I am as pathetic a writer as any. That’s why I was hoping for a good review of my book in the New York Times today—in spite of the fact that the book, The Man Who Owns the News, a biography of Rupert Murdoch, is also implicitly about the failures of the Times and its publisher, Arthur Sulzberger, Jr.
Janet Maslin, the Times’ daily book critic, spends most of her review of the book quoting me. Practically speaking, I do her heavy lifting, filling her review with juicy Murdoch stories. But her ultimate judgment is that, when it comes to Murdoch (and the observations and anecdotes she quotes so extensively) my face, she says, is pressed to the glass.
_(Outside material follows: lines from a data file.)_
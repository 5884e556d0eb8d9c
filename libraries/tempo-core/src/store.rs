//! In-memory track catalogue
//!
//! Mirrors what the provider last returned. The playback core looks tracks
//! up here by id; it never mutates entries.

use crate::error::Result;
use crate::traits::TrackProvider;
use crate::types::{Track, TrackId};
use std::collections::HashSet;
use std::sync::{PoisonError, RwLock};
use tracing::{debug, info};

#[derive(Debug, Default)]
struct Catalogue {
    tracks: Vec<Track>,
    favorites: Vec<Track>,
}

/// Shared, read-mostly track catalogue
#[derive(Debug, Default)]
pub struct TrackStore {
    inner: RwLock<Catalogue>,
}

impl TrackStore {
    /// Create an empty store
    pub fn new() -> Self {
        Self::default()
    }

    /// Create a store pre-filled with tracks
    pub fn with_tracks(tracks: Vec<Track>) -> Self {
        let store = Self::new();
        store.replace_tracks(tracks);
        store
    }

    /// Look a track up by id, searching the catalogue then the favorites
    pub fn get(&self, id: &TrackId) -> Option<Track> {
        let catalogue = self.inner.read().unwrap_or_else(PoisonError::into_inner);
        catalogue
            .tracks
            .iter()
            .chain(catalogue.favorites.iter())
            .find(|track| &track.id == id)
            .cloned()
    }

    /// Snapshot of the catalogue
    pub fn tracks(&self) -> Vec<Track> {
        self.inner
            .read()
            .unwrap_or_else(PoisonError::into_inner)
            .tracks
            .clone()
    }

    /// Snapshot of the favorites
    pub fn favorites(&self) -> Vec<Track> {
        self.inner
            .read()
            .unwrap_or_else(PoisonError::into_inner)
            .favorites
            .clone()
    }

    /// Replace the catalogue, keeping `is_favorite` in sync with the favorites
    pub fn replace_tracks(&self, tracks: Vec<Track>) {
        let mut catalogue = self.inner.write().unwrap_or_else(PoisonError::into_inner);
        catalogue.tracks = tracks;
        Self::sync_favorite_flags(&mut catalogue);
    }

    /// Replace the favorites and re-flag the catalogue
    pub fn replace_favorites(&self, favorites: Vec<Track>) {
        let mut catalogue = self.inner.write().unwrap_or_else(PoisonError::into_inner);
        catalogue.favorites = favorites
            .into_iter()
            .map(|mut track| {
                track.is_favorite = true;
                track
            })
            .collect();
        Self::sync_favorite_flags(&mut catalogue);
    }

    /// Reload tracks and favorites from a provider
    ///
    /// Favorites are fetched first so the catalogue is flagged in one pass.
    pub async fn refresh(&self, provider: &dyn TrackProvider) -> Result<()> {
        let favorites = provider.get_favorites().await?;
        let tracks = provider.get_tracks().await?;

        info!(
            tracks = tracks.len(),
            favorites = favorites.len(),
            "Track catalogue refreshed"
        );

        self.replace_favorites(favorites);
        self.replace_tracks(tracks);
        Ok(())
    }

    fn sync_favorite_flags(catalogue: &mut Catalogue) {
        let favorite_ids: HashSet<&TrackId> =
            catalogue.favorites.iter().map(|track| &track.id).collect();

        let mut flagged = 0usize;
        for track in &mut catalogue.tracks {
            track.is_favorite = favorite_ids.contains(&track.id);
            flagged += usize::from(track.is_favorite);
        }
        debug!(flagged, "Synchronised favorite flags");
    }
}

#[cfg(test)]
mod tests {
    use super::*;
    use async_trait::async_trait;

    struct FixedProvider;

    #[async_trait]
    impl TrackProvider for FixedProvider {
        async fn get_tracks(&self) -> Result<Vec<Track>> {
            Ok(vec![
                Track::new("1", "One", "A"),
                Track::new("2", "Two", "B"),
            ])
        }

        async fn get_favorites(&self) -> Result<Vec<Track>> {
            Ok(vec![Track::new("2", "Two", "B")])
        }
    }

    #[test]
    fn get_finds_catalogue_tracks() {
        let store = TrackStore::with_tracks(vec![Track::new("1", "One", "A")]);
        assert_eq!(store.get(&TrackId::new("1")).unwrap().title, "One");
        assert!(store.get(&TrackId::new("missing")).is_none());
    }

    #[test]
    fn favorites_flag_catalogue_entries() {
        let store = TrackStore::with_tracks(vec![
            Track::new("1", "One", "A"),
            Track::new("2", "Two", "B"),
        ]);
        store.replace_favorites(vec![Track::new("2", "Two", "B")]);

        let tracks = store.tracks();
        assert!(!tracks[0].is_favorite);
        assert!(tracks[1].is_favorite);
        assert!(store.favorites()[0].is_favorite);
    }

    #[tokio::test]
    async fn refresh_pulls_from_provider() {
        let store = TrackStore::new();
        store.refresh(&FixedProvider).await.unwrap();

        assert_eq!(store.tracks().len(), 2);
        assert!(store.get(&TrackId::new("2")).unwrap().is_favorite);
        assert!(!store.get(&TrackId::new("1")).unwrap().is_favorite);
    }
}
I think she means I am covetous, but I am not sure, because in almost every other instance of writing a biography, being up-close, wanting to see inside the subject’s world, would be a virtue.
Biographers identify—is that a surprise?
But in this instance, it’s a problem because the subject is Rupert Murdoch. His biographer must, Maslin implies, see him from a cool distance so as to more fastidiously observe his evilness. Maslin herself views Murdoch with contempt, if not downright nausea.
There is no aspect of his singular success or peculiar character that she finds compelling. He’s just loathsome—not least of all, it’s fair to assume, because Murdoch is the most likely buyer of the beleaguered Times. She sourly notes my dissection of Sulzberger (Murdoch finds Sulzberger howlingly incompetent), but does not acknowledge her own self-interest here, or, indeed, her own personal relationship with Sulzberger.
To Maslin and to many people at the Times, Murdoch is simply an unworthy subject. Whereas my view is that, for better or worse, Murdoch will be seen, as much as the Sulzberger family itself, as having left an indelible mark on news and on newspapers.
Maslin’s review seems to be so much more about the terrible dread that has enveloped the Times as it awaits its fate—quite probably Murdoch himself—than it is about my portrait of the man.